レアバードなら空から中がどうなっているか確認できるだろう。」
アローネ「そうですね。
では………………「ザワザワザワ……!」………?
何でしょう………?
レサリナスの中が騒がしいようですが………。」
これから突入しようという時にレサリナスの中から異様な騒々しさが伝わってくる。よく確認してみれば明かりも少なからずついている。
カオス「………!
アローネ!
入り口のところに騎士団が集まってるよ!」
アローネ「!
………本当ですね………。
何をなさって入るのでしょうか………。
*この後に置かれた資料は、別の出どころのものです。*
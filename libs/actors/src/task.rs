//! Suspended computations
//!
//! A task is a boxed future parked in a generational arena. Nothing here
//! registers wakers: a task makes progress only when something on the driving
//! thread calls [`Scheduler::resume`] for it (a correlator delivery, or the
//! dispatcher handing an actor a message). Polling uses a no-op waker.
//!
//! Destroying a task drops its future, which runs the destructors of whatever
//! it captured and nothing else.

use std::cell::{Cell, RefCell};
use std::fmt;
use std::future::Future;
use std::pin::Pin;
use std::rc::{Rc, Weak};
use std::task::Context;
use thiserror::Error;
use tracing::{debug, warn};

type BoxedTask = Pin<Box<dyn Future<Output = ()>>>;
type StatusCell = Rc<Cell<TaskStatus>>;

/// Arena index plus generation, so a stale id never reaches a reused slot
#[derive(Debug, Clone, Copy, PartialEq, Eq, Hash)]
pub struct TaskId {
    index: u32,
    generation: u32,
}

impl fmt::Display for TaskId {
    fn fmt(&self, f: &mut fmt::Formatter<'_>) -> fmt::Result {
        write!(f, "task-{}.{}", self.index, self.generation)
    }
}

#[derive(Debug, Clone, Copy, PartialEq, Eq)]
pub enum TaskStatus {
    /// Parked at a suspension point
    Suspended,
    /// Currently being polled
    Running,
    Completed,
    Faulted,
    Cancelled,
}

impl TaskStatus {
    pub fn is_terminal(self) -> bool {
        matches!(
            self,
            TaskStatus::Completed | TaskStatus::Faulted | TaskStatus::Cancelled
        )
    }
}

/// Error a computation finished with, tagged with the task it came from
#[derive(Debug, Error)]
#[error("{task} faulted: {error:#}")]
pub struct TaskFault {
    task: TaskId,
    error: anyhow::Error,
}

impl TaskFault {
    pub fn task(&self) -> TaskId {
        self.task
    }

    pub fn error(&self) -> &anyhow::Error {
        &self.error
    }

    pub fn into_error(self) -> anyhow::Error {
        self.error
    }
}

/// Callbacks run synchronously when a computation returns
pub struct TaskObservers<T> {
    on_complete: Option<Box<dyn FnOnce(&T)>>,
    on_fault: Option<Box<dyn FnOnce(&TaskFault)>>,
}

impl<T> Default for TaskObservers<T> {
    fn default() -> Self {
        Self {
            on_complete: None,
            on_fault: None,
        }
    }
}

impl<T> TaskObservers<T> {
    pub fn new() -> Self {
        Self::default()
    }

    pub fn on_complete(mut self, callback: impl FnOnce(&T) + 'static) -> Self {
        self.on_complete = Some(Box::new(callback));
        self
    }

    pub fn on_fault(mut self, callback: impl FnOnce(&TaskFault) + 'static) -> Self {
        self.on_fault = Some(Box::new(callback));
        self
    }
}

enum SlotState {
    Vacant,
    Idle {
        future: BoxedTask,
        status: StatusCell,
    },
    /// Future is out of the arena while it is polled
    Running {
        repoll: bool,
        cancelled: bool,
        status: StatusCell,
    },
}

struct Slot {
    generation: u32,
    state: SlotState,
}

enum AfterPoll {
    Repoll(BoxedTask),
    Parked,
    Release(BoxedTask),
}

#[derive(Default)]
struct TaskArena {
    slots: Vec<Slot>,
    free: Vec<u32>,
    live: usize,
    unobserved_faults: usize,
}

impl TaskArena {
    fn slot_mut(&mut self, id: TaskId) -> Option<&mut Slot> {
        self.slots
            .get_mut(id.index as usize)
            .filter(|slot| slot.generation == id.generation)
    }

    /// Claim a slot for a task that is about to be polled for the first time
    fn reserve(&mut self, status: StatusCell) -> TaskId {
        let state = SlotState::Running {
            repoll: false,
            cancelled: false,
            status,
        };
        self.live += 1;
        match self.free.pop() {
            Some(index) => {
                let slot = &mut self.slots[index as usize];
                slot.state = state;
                TaskId {
                    index,
                    generation: slot.generation,
                }
            }
            None => {
                let index = self.slots.len() as u32;
                self.slots.push(Slot {
                    generation: 0,
                    state,
                });
                TaskId {
                    index,
                    generation: 0,
                }
            }
        }
    }

    fn release(&mut self, id: TaskId) {
        if let Some(slot) = self.slot_mut(id) {
            slot.state = SlotState::Vacant;
            slot.generation = slot.generation.wrapping_add(1);
            self.free.push(id.index);
            self.live -= 1;
        }
    }

    /// Take the future out for polling; a task already being polled is
    /// flagged to poll again once its current poll returns
    fn begin_poll(&mut self, id: TaskId) -> Option<BoxedTask> {
        let slot = self.slot_mut(id)?;
        match std::mem::replace(&mut slot.state, SlotState::Vacant) {
            SlotState::Idle { future, status } => {
                status.set(TaskStatus::Running);
                slot.state = SlotState::Running {
                    repoll: false,
                    cancelled: false,
                    status,
                };
                Some(future)
            }
            SlotState::Running {
                cancelled, status, ..
            } => {
                slot.state = SlotState::Running {
                    repoll: true,
                    cancelled,
                    status,
                };
                None
            }
            SlotState::Vacant => None,
        }
    }

    fn end_poll(&mut self, id: TaskId, finished: bool, future: BoxedTask) -> AfterPoll {
        let Some(slot) = self.slot_mut(id) else {
            return AfterPoll::Release(future);
        };
        let (repoll, cancelled, status) =
            match std::mem::replace(&mut slot.state, SlotState::Vacant) {
                SlotState::Running {
                    repoll,
                    cancelled,
                    status,
                } => (repoll, cancelled, status),
                other => {
                    slot.state = other;
                    return AfterPoll::Release(future);
                }
            };

        if finished || cancelled {
            if !finished {
                status.set(TaskStatus::Cancelled);
            }
            self.release(id);
            return AfterPoll::Release(future);
        }
        if repoll {
            slot.state = SlotState::Running {
                repoll: false,
                cancelled: false,
                status,
            };
            return AfterPoll::Repoll(future);
        }
        status.set(TaskStatus::Suspended);
        slot.state = SlotState::Idle { future, status };
        AfterPoll::Parked
    }

    /// Detach a task from the arena; the caller drops the returned future
    fn cancel(&mut self, id: TaskId) -> Option<BoxedTask> {
        let slot = self.slot_mut(id)?;
        match std::mem::replace(&mut slot.state, SlotState::Vacant) {
            SlotState::Idle { future, status } => {
                status.set(TaskStatus::Cancelled);
                self.release(id);
                Some(future)
            }
            SlotState::Running { repoll, status, .. } => {
                status.set(TaskStatus::Cancelled);
                slot.state = SlotState::Running {
                    repoll,
                    cancelled: true,
                    status,
                };
                None
            }
            SlotState::Vacant => None,
        }
    }

    fn drain(&mut self) -> Vec<BoxedTask> {
        let mut futures = Vec::new();
        for index in 0..self.slots.len() {
            let id = TaskId {
                index: index as u32,
                generation: self.slots[index].generation,
            };
            if let Some(future) = self.cancel(id) {
                futures.push(future);
            }
        }
        futures
    }
}

/// Owner of an arena of tasks; dropping it destroys every task still parked
pub(crate) struct Scheduler {
    arena: Rc<RefCell<TaskArena>>,
}

impl Scheduler {
    pub(crate) fn new() -> Self {
        Self {
            arena: Rc::new(RefCell::new(TaskArena::default())),
        }
    }

    /// Start a computation and run it to its first suspension
    ///
    /// `build` receives the id the task will run under.
    pub(crate) fn spawn<T, Fut>(
        &self,
        build: impl FnOnce(TaskId) -> Fut,
        observers: TaskObservers<T>,
    ) -> TaskHandle<T>
    where
        T: 'static,
        Fut: Future<Output = anyhow::Result<T>> + 'static,
    {
        let status: StatusCell = Rc::new(Cell::new(TaskStatus::Running));
        let id = self.arena.borrow_mut().reserve(Rc::clone(&status));
        let outcome = Rc::new(RefCell::new(Outcome::default()));

        let body = build(id);
        let task = run_to_outcome(
            id,
            body,
            observers,
            Rc::clone(&status),
            Rc::clone(&outcome),
            Rc::downgrade(&self.arena),
        );
        debug!(task = %id, "Spawned task");
        drive(&self.arena, id, Box::pin(task));

        TaskHandle {
            id,
            arena: Rc::downgrade(&self.arena),
            status,
            outcome,
            detached: false,
        }
    }

    /// Poll a parked task; returns `false` when the id no longer names one
    pub(crate) fn resume(&self, id: TaskId) -> bool {
        resume(&self.arena, id)
    }

    pub(crate) fn live_tasks(&self) -> usize {
        self.arena.borrow().live
    }

    pub(crate) fn unobserved_faults(&self) -> usize {
        self.arena.borrow().unobserved_faults
    }
}

impl Drop for Scheduler {
    fn drop(&mut self) {
        let futures = self.arena.borrow_mut().drain();
        if !futures.is_empty() {
            debug!(count = futures.len(), "Destroying suspended tasks");
        }
        drop(futures);
    }
}

fn resume(arena: &Rc<RefCell<TaskArena>>, id: TaskId) -> bool {
    let future = arena.borrow_mut().begin_poll(id);
    match future {
        Some(future) => {
            drive(arena, id, future);
            true
        }
        None => false,
    }
}

fn drive(arena: &Rc<RefCell<TaskArena>>, id: TaskId, mut future: BoxedTask) {
    let mut cx = Context::from_waker(futures::task::noop_waker_ref());
    loop {
        let finished = future.as_mut().poll(&mut cx).is_ready();
        let next = arena.borrow_mut().end_poll(id, finished, future);
        match next {
            AfterPoll::Repoll(f) => future = f,
            AfterPoll::Parked => return,
            // Dropped here, outside the arena borrow: destructors may cancel
            // other tasks
            AfterPoll::Release(f) => {
                drop(f);
                return;
            }
        }
    }
}

struct Outcome<T> {
    value: Option<T>,
    fault: Option<TaskFault>,
}

impl<T> Default for Outcome<T> {
    fn default() -> Self {
        Self {
            value: None,
            fault: None,
        }
    }
}

async fn run_to_outcome<T, Fut>(
    id: TaskId,
    body: Fut,
    observers: TaskObservers<T>,
    status: StatusCell,
    outcome: Rc<RefCell<Outcome<T>>>,
    arena: Weak<RefCell<TaskArena>>,
) where
    Fut: Future<Output = anyhow::Result<T>>,
{
    match body.await {
        Ok(value) => {
            if let Some(callback) = observers.on_complete {
                callback(&value);
            }
            outcome.borrow_mut().value = Some(value);
            status.set(TaskStatus::Completed);
            debug!(task = %id, "Task completed");
        }
        Err(error) => {
            let fault = TaskFault { task: id, error };
            match observers.on_fault {
                Some(callback) => callback(&fault),
                None => {
                    warn!(task = %id, error = %fault, "Task faulted with no fault observer");
                    if let Some(arena) = arena.upgrade() {
                        arena.borrow_mut().unobserved_faults += 1;
                    }
                }
            }
            outcome.borrow_mut().fault = Some(fault);
            status.set(TaskStatus::Faulted);
        }
    }
}

/// Owning handle to a spawned task
///
/// Dropping the handle cancels the task unless it was detached.
#[must_use = "dropping a TaskHandle cancels the task; call detach() to let it run"]
pub struct TaskHandle<T> {
    id: TaskId,
    arena: Weak<RefCell<TaskArena>>,
    status: StatusCell,
    outcome: Rc<RefCell<Outcome<T>>>,
    detached: bool,
}

impl<T> TaskHandle<T> {
    pub fn id(&self) -> TaskId {
        self.id
    }

    pub fn status(&self) -> TaskStatus {
        self.status.get()
    }

    pub fn is_finished(&self) -> bool {
        self.status().is_terminal()
    }

    /// Value the computation returned, once
    pub fn take_result(&self) -> Option<T> {
        self.outcome.borrow_mut().value.take()
    }

    /// Fault the computation returned, once
    pub fn take_fault(&self) -> Option<TaskFault> {
        self.outcome.borrow_mut().fault.take()
    }

    /// Destroy the task without running any more of its body
    ///
    /// A task cancelling itself finishes its current poll first.
    pub fn cancel(&self) {
        if self.is_finished() {
            return;
        }
        let future = match self.arena.upgrade() {
            Some(arena) => arena.borrow_mut().cancel(self.id),
            None => None,
        };
        self.status.set(TaskStatus::Cancelled);
        if future.is_some() {
            debug!(task = %self.id, "Task cancelled");
        }
        drop(future);
    }

    /// Let the task run on without an owner
    pub fn detach(mut self) {
        self.detached = true;
    }
}

impl<T> Drop for TaskHandle<T> {
    fn drop(&mut self) {
        if !self.detached {
            self.cancel();
        }
    }
}

impl<T> fmt::Debug for TaskHandle<T> {
    fn fmt(&self, f: &mut fmt::Formatter<'_>) -> fmt::Result {
        f.debug_struct("TaskHandle")
            .field("id", &self.id)
            .field("status", &self.status())
            .field("detached", &self.detached)
            .finish()
    }
}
」
ウインドラ「………ん?
あれは………、
………
「おい!
これは一体何の真似だ!?
何故我々を拘束するんだ!?」
「我々はフェデール騎士団長の直々の命が下されている!
こんな不当な行為をされる覚えはない!
今すぐ子の縄を解け!」
ブラム「残念ですがそれは出来ません。
私達はこれより現バルツィエ政権に反旗を翻します。
ですのでバルツィエ派である貴殿方はここで私達の軍門に下っていただきます。
私達はこれからバルツィエとバルツィエに従う者全てを捕らえて女王クリスタル様をバルツィエの手から奪還します。